(Saved data entries)
• • •

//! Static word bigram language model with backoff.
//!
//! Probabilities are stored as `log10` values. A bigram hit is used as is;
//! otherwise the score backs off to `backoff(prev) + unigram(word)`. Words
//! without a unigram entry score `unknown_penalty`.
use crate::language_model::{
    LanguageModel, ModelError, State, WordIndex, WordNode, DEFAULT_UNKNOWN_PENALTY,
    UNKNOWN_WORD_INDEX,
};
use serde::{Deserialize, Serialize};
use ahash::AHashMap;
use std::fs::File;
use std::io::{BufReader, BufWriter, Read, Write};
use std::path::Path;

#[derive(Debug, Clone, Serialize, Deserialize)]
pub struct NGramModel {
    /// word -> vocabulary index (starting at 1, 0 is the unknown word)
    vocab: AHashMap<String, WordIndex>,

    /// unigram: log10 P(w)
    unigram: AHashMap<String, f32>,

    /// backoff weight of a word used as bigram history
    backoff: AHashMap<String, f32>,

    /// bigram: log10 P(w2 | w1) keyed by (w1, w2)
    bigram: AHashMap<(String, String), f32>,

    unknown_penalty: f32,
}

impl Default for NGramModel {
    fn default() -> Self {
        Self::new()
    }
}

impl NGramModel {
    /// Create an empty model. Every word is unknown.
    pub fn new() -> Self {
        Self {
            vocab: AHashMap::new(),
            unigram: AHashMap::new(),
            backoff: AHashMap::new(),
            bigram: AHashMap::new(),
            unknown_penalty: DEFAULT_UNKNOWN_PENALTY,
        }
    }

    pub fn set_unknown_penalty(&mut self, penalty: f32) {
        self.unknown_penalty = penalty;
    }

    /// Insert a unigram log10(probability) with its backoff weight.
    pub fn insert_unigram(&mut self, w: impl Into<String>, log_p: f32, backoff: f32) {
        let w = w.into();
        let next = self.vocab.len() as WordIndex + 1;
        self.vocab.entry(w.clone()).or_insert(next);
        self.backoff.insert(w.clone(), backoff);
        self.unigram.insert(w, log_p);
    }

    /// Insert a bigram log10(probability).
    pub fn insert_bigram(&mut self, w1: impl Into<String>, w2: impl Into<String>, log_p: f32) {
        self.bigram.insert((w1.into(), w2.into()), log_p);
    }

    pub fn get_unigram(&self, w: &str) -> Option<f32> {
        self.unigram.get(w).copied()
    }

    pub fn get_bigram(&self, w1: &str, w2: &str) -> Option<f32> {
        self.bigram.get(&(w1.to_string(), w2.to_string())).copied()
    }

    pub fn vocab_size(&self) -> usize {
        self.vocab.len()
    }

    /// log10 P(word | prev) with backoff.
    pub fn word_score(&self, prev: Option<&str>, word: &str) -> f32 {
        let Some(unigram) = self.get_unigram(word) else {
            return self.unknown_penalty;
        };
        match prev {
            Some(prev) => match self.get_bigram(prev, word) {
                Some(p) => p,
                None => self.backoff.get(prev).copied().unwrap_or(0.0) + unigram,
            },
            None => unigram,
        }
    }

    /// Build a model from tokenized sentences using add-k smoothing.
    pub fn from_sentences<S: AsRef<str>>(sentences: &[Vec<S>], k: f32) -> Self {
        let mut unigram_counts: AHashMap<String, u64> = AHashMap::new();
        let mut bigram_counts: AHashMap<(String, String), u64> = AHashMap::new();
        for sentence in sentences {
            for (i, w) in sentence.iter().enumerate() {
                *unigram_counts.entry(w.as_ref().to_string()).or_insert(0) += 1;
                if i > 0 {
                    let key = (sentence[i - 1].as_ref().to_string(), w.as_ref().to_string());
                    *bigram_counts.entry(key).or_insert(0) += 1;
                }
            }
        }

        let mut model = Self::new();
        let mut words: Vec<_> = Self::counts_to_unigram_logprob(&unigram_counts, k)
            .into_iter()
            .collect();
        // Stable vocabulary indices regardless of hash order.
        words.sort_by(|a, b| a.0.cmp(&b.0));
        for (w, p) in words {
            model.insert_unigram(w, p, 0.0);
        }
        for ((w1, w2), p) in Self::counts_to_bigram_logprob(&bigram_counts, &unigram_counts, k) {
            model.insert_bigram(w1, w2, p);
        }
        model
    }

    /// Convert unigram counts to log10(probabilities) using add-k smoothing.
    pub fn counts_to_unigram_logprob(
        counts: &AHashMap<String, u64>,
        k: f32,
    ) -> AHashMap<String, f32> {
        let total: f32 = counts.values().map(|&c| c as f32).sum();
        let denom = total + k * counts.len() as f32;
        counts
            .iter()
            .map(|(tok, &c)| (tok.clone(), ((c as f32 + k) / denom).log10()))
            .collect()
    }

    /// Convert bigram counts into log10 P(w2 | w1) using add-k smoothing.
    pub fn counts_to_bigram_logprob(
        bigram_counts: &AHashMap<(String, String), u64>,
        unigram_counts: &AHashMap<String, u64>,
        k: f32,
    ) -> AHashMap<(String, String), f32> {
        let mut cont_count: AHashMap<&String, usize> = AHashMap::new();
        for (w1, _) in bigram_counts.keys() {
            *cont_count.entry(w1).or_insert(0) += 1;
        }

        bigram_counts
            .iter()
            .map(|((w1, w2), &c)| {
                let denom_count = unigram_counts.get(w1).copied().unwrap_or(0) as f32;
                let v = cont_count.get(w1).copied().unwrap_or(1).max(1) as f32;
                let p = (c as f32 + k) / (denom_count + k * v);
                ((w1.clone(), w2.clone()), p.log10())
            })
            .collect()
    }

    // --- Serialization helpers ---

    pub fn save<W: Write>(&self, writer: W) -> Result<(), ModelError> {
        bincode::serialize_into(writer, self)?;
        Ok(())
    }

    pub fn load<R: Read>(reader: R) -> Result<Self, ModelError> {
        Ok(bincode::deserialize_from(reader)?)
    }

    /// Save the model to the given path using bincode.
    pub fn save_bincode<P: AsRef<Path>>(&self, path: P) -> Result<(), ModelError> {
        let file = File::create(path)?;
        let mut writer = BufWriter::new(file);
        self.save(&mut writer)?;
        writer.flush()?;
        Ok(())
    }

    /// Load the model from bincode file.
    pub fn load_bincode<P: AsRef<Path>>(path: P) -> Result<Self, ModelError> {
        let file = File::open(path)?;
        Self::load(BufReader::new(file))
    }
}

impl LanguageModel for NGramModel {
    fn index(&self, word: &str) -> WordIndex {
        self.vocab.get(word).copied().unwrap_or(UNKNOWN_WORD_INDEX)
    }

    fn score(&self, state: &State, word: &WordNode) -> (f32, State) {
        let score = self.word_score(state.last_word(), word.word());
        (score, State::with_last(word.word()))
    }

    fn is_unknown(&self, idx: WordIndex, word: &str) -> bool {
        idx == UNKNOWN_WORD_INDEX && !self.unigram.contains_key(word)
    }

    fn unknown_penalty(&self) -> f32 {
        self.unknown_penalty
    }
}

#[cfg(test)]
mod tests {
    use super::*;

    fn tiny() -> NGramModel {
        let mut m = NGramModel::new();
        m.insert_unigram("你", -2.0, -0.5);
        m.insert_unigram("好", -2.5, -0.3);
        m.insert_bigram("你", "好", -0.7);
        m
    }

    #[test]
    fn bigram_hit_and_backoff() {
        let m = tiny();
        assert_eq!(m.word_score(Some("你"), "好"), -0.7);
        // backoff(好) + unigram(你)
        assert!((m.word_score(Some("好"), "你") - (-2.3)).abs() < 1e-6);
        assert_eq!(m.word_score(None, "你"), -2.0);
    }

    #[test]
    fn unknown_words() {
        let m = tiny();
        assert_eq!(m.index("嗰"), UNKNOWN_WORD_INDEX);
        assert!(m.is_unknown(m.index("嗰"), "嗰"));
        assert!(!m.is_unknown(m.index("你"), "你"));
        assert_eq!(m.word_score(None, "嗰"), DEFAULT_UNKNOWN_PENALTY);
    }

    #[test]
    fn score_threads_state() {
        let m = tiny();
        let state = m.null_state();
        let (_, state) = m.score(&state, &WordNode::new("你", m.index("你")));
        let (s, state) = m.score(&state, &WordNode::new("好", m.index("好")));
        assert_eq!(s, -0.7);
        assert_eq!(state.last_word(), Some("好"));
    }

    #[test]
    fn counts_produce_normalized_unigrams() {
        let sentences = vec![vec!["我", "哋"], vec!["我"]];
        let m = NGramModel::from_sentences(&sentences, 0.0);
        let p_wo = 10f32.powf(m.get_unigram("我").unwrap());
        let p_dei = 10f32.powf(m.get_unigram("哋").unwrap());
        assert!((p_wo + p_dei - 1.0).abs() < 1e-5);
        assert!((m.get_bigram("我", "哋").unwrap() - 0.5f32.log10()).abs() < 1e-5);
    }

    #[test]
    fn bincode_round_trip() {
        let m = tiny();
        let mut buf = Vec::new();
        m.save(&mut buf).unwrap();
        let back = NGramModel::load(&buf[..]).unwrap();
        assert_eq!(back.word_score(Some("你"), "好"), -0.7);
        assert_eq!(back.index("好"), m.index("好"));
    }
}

• • •

EXERCISE GOAL |
Beginning at the opening line of the data, transcribe each line exactly until you reach the line with "use std::path::Path;", which you also include, and go no further.

OUTPUT FOR THIS EXERCISE |
//! Static word bigram language model with backoff.
//!
//! Probabilities are stored as `log10` values. A bigram hit is used as is;
//! otherwise the score backs off to `backoff(prev) + unigram(word)`. Words
//! without a unigram entry score `unknown_penalty`.
use crate::language_model::{
    LanguageModel, ModelError, State, WordIndex, WordNode, DEFAULT_UNKNOWN_PENALTY,
    UNKNOWN_WORD_INDEX,
};
use serde::{Deserialize, Serialize};
use ahash::AHashMap;
use std::fs::File;
use std::io::{BufReader, BufWriter, Read, Write};
use std::path::Path;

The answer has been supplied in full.